Most of them just don't go with your decor, dear doc. And the price tag - phew! You should know what I'd have to say about items like that.

Anonymous said...

i don't know why but Anna G just spooks me out... seramnyer

daniel henry said...

you're worst than me... you shop... or think of shopping like mad!
and... art nouvo, art deco... don't go well with... antiques... spare the sights of your future visitors...

Anonymous said...

That pot is so Frank Gehry! But I'm saying thanks but no thanks to the juicer. It looks like it's one of those creatures from War of the Worlds.

Anonymous said...

I have a kitchen which I don't use, you have a kitchen which you don't use. And we need kitchen stuffs for?

I'll buy condoms.

Anonymous said...

That bread bin looks like it can take off a hand.

Anonymous said...

hahaha.....(to charm.calvin's comment above)

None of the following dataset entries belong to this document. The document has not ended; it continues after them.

//! Value iteration on a small stochastic grid world.
//!
//! The engine is split the same way the problem is:
//!
//! - [`grid`] - cells, rewards, walls and terminal states
//! - [`action`] and [`movement`] - compass actions and the slip model
//! - [`transition`] - "stay on collision" successor states and expected utility
//! - [`solver`] - synchronous Bellman sweeps
//! - [`policy`] - greedy policy extraction
//! - [`agent`] - sampling the agent's actual move
//! - [`simulation`] - the run loop that owns and publishes the state
//!
//! ```
//! use gridvalue::{config::SimulationConfig, simulation::Simulation};
//!
//! let mut sim = Simulation::new(SimulationConfig::default()).unwrap();
//! let snapshot = sim.solve();
//! assert!(snapshot.has_converged());
//! ```

pub mod action;
pub mod agent;
pub mod config;
pub mod error;
pub mod grid;
pub mod movement;
pub mod policy;
pub mod simulation;
pub mod solver;
pub mod transition;
pub mod utility;

pub use error::{Error, Result};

well perhaps condoms would be useful in the kitchen.reminds me of several HOT scenes in QAF which took place in the kitchen...

Anonymous said...

paul,

of course we buy them for usage and appreciate the designer's achievements and such but are they worth each crisp RM50 notes? hhmm...

Anonymous said...

Paul Darling,

Lovely items, a definite must have in the gay and chich kitchen!!


Calvin..condom's? How unoriginal darling...unless its one of those unique ones :P

buzz buzz

Anonymous said...

my so called friends repeatedly refuse to buy me the citrus squeezer that i wanted. even though i have ask them again and again on christmas and birthday occasion and they just refuse to get that for me. reason behind, which i dont even remember anymore. i am sure you might like a few items from georg jensen too.

well kitchenware, there are lotsa fun in cooking but then again foods are stone throw away from anywhere. and that defeat the whole purpose of cooking in afterall.

Anonymous said...

Geez, do they actually work or just an art piece. I don't know...just send me to Wal-Mart or Target and I'll pick up my kitchen goods.

Anonymous said...

Condoms are a smart idea Cal! =P

Anonymous said...

Hi,

It has been ages since I checked out your website but on a rainy Thanksgiving Day, and the first time in months that I did not have to be out of the house by 8:00 AM, I was in the mood for happy endings. I guess it had been ages, because I didn't even know you had a blog! But now I can't link to your stories. Do you still write or is this new course in your life taking over all your free time? Ohh and the kitchen junk ... not for me. If I had any inclinations to cook (that's my son the sushi chef's domain) I would go for big copper pots, huge walk in stone fire places with the pre-req dog warming up on the Persian rug, and a well paid cook at the stove. But that's just me lol.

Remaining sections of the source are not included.